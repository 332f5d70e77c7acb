//! Scroll contexts.
//!
//! A scroll freezes the result set of a search when it is opened. Each
//! context holds the hits not yet returned and a lease; every advance
//! renews the lease with the TTL it carries. Contexts whose lease ran out
//! are purged lazily on the next registry access.

use crate::error::{StoreError, StoreResult};
use docbulk_protocol::{HitsEnvelope, RawHit, SearchResponse, TotalHits};
use parking_lot::Mutex;
use std::collections::{HashMap, VecDeque};
use std::time::{Duration, Instant};
use tracing::{debug, trace};
use uuid::Uuid;

#[derive(Debug)]
struct ScrollContext {
    remaining: VecDeque<RawHit>,
    total: TotalHits,
    page_size: usize,
    expires_at: Instant,
}

impl ScrollContext {
    fn next_page(&mut self) -> Vec<RawHit> {
        let take = self.page_size.min(self.remaining.len());
        self.remaining.drain(..take).collect()
    }
}

/// Registry of open scroll contexts.
pub struct ScrollRegistry {
    contexts: Mutex<HashMap<String, ScrollContext>>,
}

impl ScrollRegistry {
    /// Creates an empty registry.
    pub fn new() -> Self {
        Self {
            contexts: Mutex::new(HashMap::new()),
        }
    }

    /// Opens a scroll over `hits` and returns its first page.
    pub fn open(&self, hits: Vec<RawHit>, page_size: u32, ttl: Duration) -> SearchResponse {
        let total = TotalHits::exact(hits.len() as u64);
        let mut context = ScrollContext {
            remaining: hits.into(),
            total,
            page_size: page_size as usize,
            expires_at: Instant::now() + ttl,
        };
        let first = context.next_page();
        let scroll_id = Uuid::new_v4().to_string();

        let mut contexts = self.contexts.lock();
        purge_expired(&mut contexts);
        debug!(scroll_id = %scroll_id, total = total.value, "opened scroll context");
        contexts.insert(scroll_id.clone(), context);

        SearchResponse {
            scroll_id: Some(scroll_id),
            took: 0,
            hits: HitsEnvelope { total, hits: first },
        }
    }

    /// Returns the next page of a scroll and renews its lease.
    ///
    /// An exhausted scroll keeps answering with empty pages until it is
    /// cleared or expires.
    pub fn advance(&self, scroll_id: &str, ttl: Duration) -> StoreResult<SearchResponse> {
        let mut contexts = self.contexts.lock();
        purge_expired(&mut contexts);
        let context = contexts
            .get_mut(scroll_id)
            .ok_or_else(|| StoreError::ScrollMissing(scroll_id.to_string()))?;

        context.expires_at = Instant::now() + ttl;
        let hits = context.next_page();
        trace!(scroll_id, returned = hits.len(), left = context.remaining.len(), "advanced scroll");

        Ok(SearchResponse {
            scroll_id: Some(scroll_id.to_string()),
            took: 0,
            hits: HitsEnvelope {
                total: context.total,
                hits,
            },
        })
    }

    /// Releases scroll contexts and returns how many were open.
    pub fn clear<'a>(&self, scroll_ids: impl IntoIterator<Item = &'a str>) -> u32 {
        let mut contexts = self.contexts.lock();
        purge_expired(&mut contexts);
        let mut freed = 0;
        for scroll_id in scroll_ids {
            if contexts.remove(scroll_id).is_some() {
                debug!(scroll_id, "released scroll context");
                freed += 1;
            }
        }
        freed
    }

    /// Returns the number of live scroll contexts.
    pub fn open_scrolls(&self) -> usize {
        let mut contexts = self.contexts.lock();
        purge_expired(&mut contexts);
        contexts.len()
    }
}

impl Default for ScrollRegistry {
    fn default() -> Self {
        Self::new()
    }
}

fn purge_expired(contexts: &mut HashMap<String, ScrollContext>) {
    let now = Instant::now();
    contexts.retain(|scroll_id, context| {
        let live = context.expires_at > now;
        if !live {
            debug!(scroll_id = %scroll_id, "scroll context expired");
        }
        live
    });
}
//! Per-item reports and batch accounting.

use docbulk_protocol::{ConcurrencyToken, FailureCategory};

/// Kind of a buffered write.
#[derive(Debug, Clone, Copy, PartialEq, Eq, Hash)]
pub enum IntentKind {
    /// Create; fails if the id exists.
    Create,
    /// Create or replace.
    Upsert,
    /// Replace guarded by a concurrency token.
    ConditionalUpdate,
    /// Delete, optionally guarded.
    Delete,
}

/// Final status of one dispatched item.
#[derive(Debug, Clone, PartialEq, Eq)]
pub enum ItemStatus {
    /// Applied by the batch.
    Succeeded {
        /// Version after the write, when reported.
        token: Option<ConcurrencyToken>,
    },
    /// Conflicted in the batch, then applied by a conflict retry.
    Retried {
        /// Conditional writes performed by the retry.
        attempts: u32,
        /// Version after the retry.
        token: ConcurrencyToken,
    },
    /// Not applied.
    Failed {
        /// Failure category.
        category: FailureCategory,
        /// Store or client message.
        message: String,
    },
}

impl ItemStatus {
    /// Returns true if the item ended up applied.
    pub fn is_success(&self) -> bool {
        !matches!(self, ItemStatus::Failed { .. })
    }
}

/// Report for one item of a flushed batch.
#[derive(Debug, Clone, PartialEq, Eq)]
pub struct ItemReport {
    /// Position of the item within its batch.
    pub position: usize,
    /// Kind of write.
    pub kind: IntentKind,
    /// Document id, server assigned for id-less creates.
    pub id: Option<String>,
    /// Final status.
    pub status: ItemStatus,
}

/// Accounting for one flushed batch.
///
/// `succeeded + failed == reports.len()`; retried items count as succeeded.
#[derive(Debug, Clone, Default, PartialEq, Eq)]
pub struct BatchOutcome {
    /// Items applied (directly or by retry).
    pub succeeded: usize,
    /// Items not applied.
    pub failed: usize,
    /// Items applied by a conflict retry.
    pub retried: usize,
    /// Per-item reports in batch order.
    pub reports: Vec<ItemReport>,
}

impl BatchOutcome {
    /// Creates an empty outcome sized for `items` reports.
    pub fn with_capacity(items: usize) -> Self {
        Self {
            reports: Vec::with_capacity(items),
            ..Self::default()
        }
    }

    /// Records an item report.
    pub fn record(&mut self, report: ItemReport) {
        match report.status {
            ItemStatus::Succeeded { .. } => self.succeeded += 1,
            ItemStatus::Retried { .. } => {
                self.succeeded += 1;
                self.retried += 1;
            }
            ItemStatus::Failed { .. } => self.failed += 1,
        }
        self.reports.push(report);
    }

    /// Returns the number of items in the batch.
    pub fn items(&self) -> usize {
        self.reports.len()
    }

    /// Returns true if every item was applied.
    pub fn is_clean(&self) -> bool {
        self.failed == 0
    }

    /// Iterates over failed reports.
    pub fn failures(&self) -> impl Iterator<Item = &ItemReport> {
        self.reports.iter().filter(|r| !r.status.is_success())
    }
}

/// Cumulative statistics of a bulk session.
#[derive(Debug, Clone, Copy, Default, PartialEq, Eq)]
pub struct BulkStats {
    /// Batches dispatched.
    pub batches: u64,
    /// Items dispatched.
    pub items: u64,
    /// Items applied.
    pub succeeded: u64,
    /// Items not applied.
    pub failed: u64,
    /// Items applied by a conflict retry.
    pub retried: u64,
}

impl BulkStats {
    /// Adds a batch outcome.
    pub fn absorb(&mut self, outcome: &BatchOutcome) {
        self.batches += 1;
        self.items += outcome.items() as u64;
        self.succeeded += outcome.succeeded as u64;
        self.failed += outcome.failed as u64;
        self.retried += outcome.retried as u64;
    }
}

* * * * * * *

--- PROBLEM DETAILS ---
Nothing in the material should be left out; output it exactly.

--- WRITTEN RESPONSE ---
repository 332f5d70e77c7acb
//! Scroll contexts.
//!
//! A scroll freezes the result set of a search when it is opened. Each
//! context holds the hits not yet returned and a lease; every advance
//! renews the lease with the TTL it carries. Contexts whose lease ran out
//! are purged lazily on the next registry access.

use crate::error::{StoreError, StoreResult};
use docbulk_protocol::{HitsEnvelope, RawHit, SearchResponse, TotalHits};
use parking_lot::Mutex;
use std::collections::{HashMap, VecDeque};
use std::time::{Duration, Instant};
use tracing::{debug, trace};
use uuid::Uuid;

#[derive(Debug)]
struct ScrollContext {
    remaining: VecDeque<RawHit>,
    total: TotalHits,
    page_size: usize,
    expires_at: Instant,
}

impl ScrollContext {
    fn next_page(&mut self) -> Vec<RawHit> {
        let take = self.page_size.min(self.remaining.len());
        self.remaining.drain(..take).collect()
    }
}

/// Registry of open scroll contexts.
pub struct ScrollRegistry {
    contexts: Mutex<HashMap<String, ScrollContext>>,
}

impl ScrollRegistry {
    /// Creates an empty registry.
    pub fn new() -> Self {
        Self {
            contexts: Mutex::new(HashMap::new()),
        }
    }

    /// Opens a scroll over `hits` and returns its first page.
    pub fn open(&self, hits: Vec<RawHit>, page_size: u32, ttl: Duration) -> SearchResponse {
        let total = TotalHits::exact(hits.len() as u64);
        let mut context = ScrollContext {
            remaining: hits.into(),
            total,
            page_size: page_size as usize,
            expires_at: Instant::now() + ttl,
        };
        let first = context.next_page();
        let scroll_id = Uuid::new_v4().to_string();

        let mut contexts = self.contexts.lock();
        purge_expired(&mut contexts);
        debug!(scroll_id = %scroll_id, total = total.value, "opened scroll context");
        contexts.insert(scroll_id.clone(), context);

        SearchResponse {
            scroll_id: Some(scroll_id),
            took: 0,
            hits: HitsEnvelope { total, hits: first },
        }
    }

    /// Returns the next page of a scroll and renews its lease.
    ///
    /// An exhausted scroll keeps answering with empty pages until it is
    /// cleared or expires.
    pub fn advance(&self, scroll_id: &str, ttl: Duration) -> StoreResult<SearchResponse> {
        let mut contexts = self.contexts.lock();
        purge_expired(&mut contexts);
        let context = contexts
            .get_mut(scroll_id)
            .ok_or_else(|| StoreError::ScrollMissing(scroll_id.to_string()))?;

        context.expires_at = Instant::now() + ttl;
        let hits = context.next_page();
        trace!(scroll_id, returned = hits.len(), left = context.remaining.len(), "advanced scroll");

        Ok(SearchResponse {
            scroll_id: Some(scroll_id.to_string()),
            took: 0,
            hits: HitsEnvelope {
                total: context.total,
                hits,
            },
        })
    }

    /// Releases scroll contexts and returns how many were open.
    pub fn clear<'a>(&self, scroll_ids: impl IntoIterator<Item = &'a str>) -> u32 {
        let mut contexts = self.contexts.lock();
        purge_expired(&mut contexts);
        let mut freed = 0;
        for scroll_id in scroll_ids {
            if contexts.remove(scroll_id).is_some() {
                debug!(scroll_id, "released scroll context");
                freed += 1;
            }
        }
        freed
    }

    /// Returns the number of live scroll contexts.
    pub fn open_scrolls(&self) -> usize {
        let mut contexts = self.contexts.lock();
        purge_expired(&mut contexts);
        contexts.len()
    }
}

impl Default for ScrollRegistry {
    fn default() -> Self {
        Self::new()
    }
}

fn purge_expired(contexts: &mut HashMap<String, ScrollContext>) {
    let now = Instant::now();
    contexts.retain(|scroll_id, context| {
        let live = context.expires_at > now;
        if !live {
            debug!(scroll_id = %scroll_id, "scroll context expired");
        }
        live
    });
}
//! Per-item reports and batch accounting.

use docbulk_protocol::{ConcurrencyToken, FailureCategory};

/// Kind of a buffered write.
#[derive(Debug, Clone, Copy, PartialEq, Eq, Hash)]
pub enum IntentKind {
    /// Create; fails if the id exists.
    Create,
    /// Create or replace.
    Upsert,
    /// Replace guarded by a concurrency token.
    ConditionalUpdate,
    /// Delete, optionally guarded.
    Delete,
}

/// Final status of one dispatched item.
#[derive(Debug, Clone, PartialEq, Eq)]
pub enum ItemStatus {
    /// Applied by the batch.
    Succeeded {
        /// Version after the write, when reported.
        token: Option<ConcurrencyToken>,
    },
    /// Conflicted in the batch, then applied by a conflict retry.
    Retried {
        /// Conditional writes performed by the retry.
        attempts: u32,
        /// Version after the retry.
        token: ConcurrencyToken,
    },
    /// Not applied.
    Failed {
        /// Failure category.
        category: FailureCategory,
        /// Store or client message.
        message: String,
    },
}

impl ItemStatus {
    /// Returns true if the item ended up applied.
    pub fn is_success(&self) -> bool {
        !matches!(self, ItemStatus::Failed { .. })
    }
}

/// Report for one item of a flushed batch.
#[derive(Debug, Clone, PartialEq, Eq)]
pub struct ItemReport {
    /// Position of the item within its batch.
    pub position: usize,
    /// Kind of write.
    pub kind: IntentKind,
    /// Document id, server assigned for id-less creates.
    pub id: Option<String>,
    /// Final status.
    pub status: ItemStatus,
}

/// Accounting for one flushed batch.
///
/// `succeeded + failed == reports.len()`; retried items count as succeeded.
#[derive(Debug, Clone, Default, PartialEq, Eq)]
pub struct BatchOutcome {
    /// Items applied (directly or by retry).
    pub succeeded: usize,
    /// Items not applied.
    pub failed: usize,
    /// Items applied by a conflict retry.
    pub retried: usize,
    /// Per-item reports in batch order.
    pub reports: Vec<ItemReport>,
}

impl BatchOutcome {
    /// Creates an empty outcome sized for `items` reports.
    pub fn with_capacity(items: usize) -> Self {
        Self {
            reports: Vec::with_capacity(items),
            ..Self::default()
        }
    }

    /// Records an item report.
    pub fn record(&mut self, report: ItemReport) {
        match report.status {
            ItemStatus::Succeeded { .. } => self.succeeded += 1,
            ItemStatus::Retried { .. } => {
                self.succeeded += 1;
                self.retried += 1;
            }
            ItemStatus::Failed { .. } => self.failed += 1,
        }
        self.reports.push(report);
    }

    /// Returns the number of items in the batch.
    pub fn items(&self) -> usize {
        self.reports.len()
    }

    /// Returns true if every item was applied.
    pub fn is_clean(&self) -> bool {
        self.failed == 0
    }

    /// Iterates over failed reports.
    pub fn failures(&self) -> impl Iterator<Item = &ItemReport> {
        self.reports.iter().filter(|r| !r.status.is_success())
    }
}

/// Cumulative statistics of a bulk session.
#[derive(Debug, Clone, Copy, Default, PartialEq, Eq)]
pub struct BulkStats {
    /// Batches dispatched.
    pub batches: u64,
    /// Items dispatched.
    pub items: u64,
    /// Items applied.
    pub succeeded: u64,
    /// Items not applied.
    pub failed: u64,
    /// Items applied by a conflict retry.
    pub retried: u64,
}

impl BulkStats {
    /// Adds a batch outcome.
    pub fn absorb(&mut self, outcome: &BatchOutcome) {
        self.batches += 1;
        self.items += outcome.items() as u64;
        self.succeeded += outcome.succeeded as u64;
        self.failed += outcome.failed as u64;
        self.retried += outcome.retried as u64;
    }
}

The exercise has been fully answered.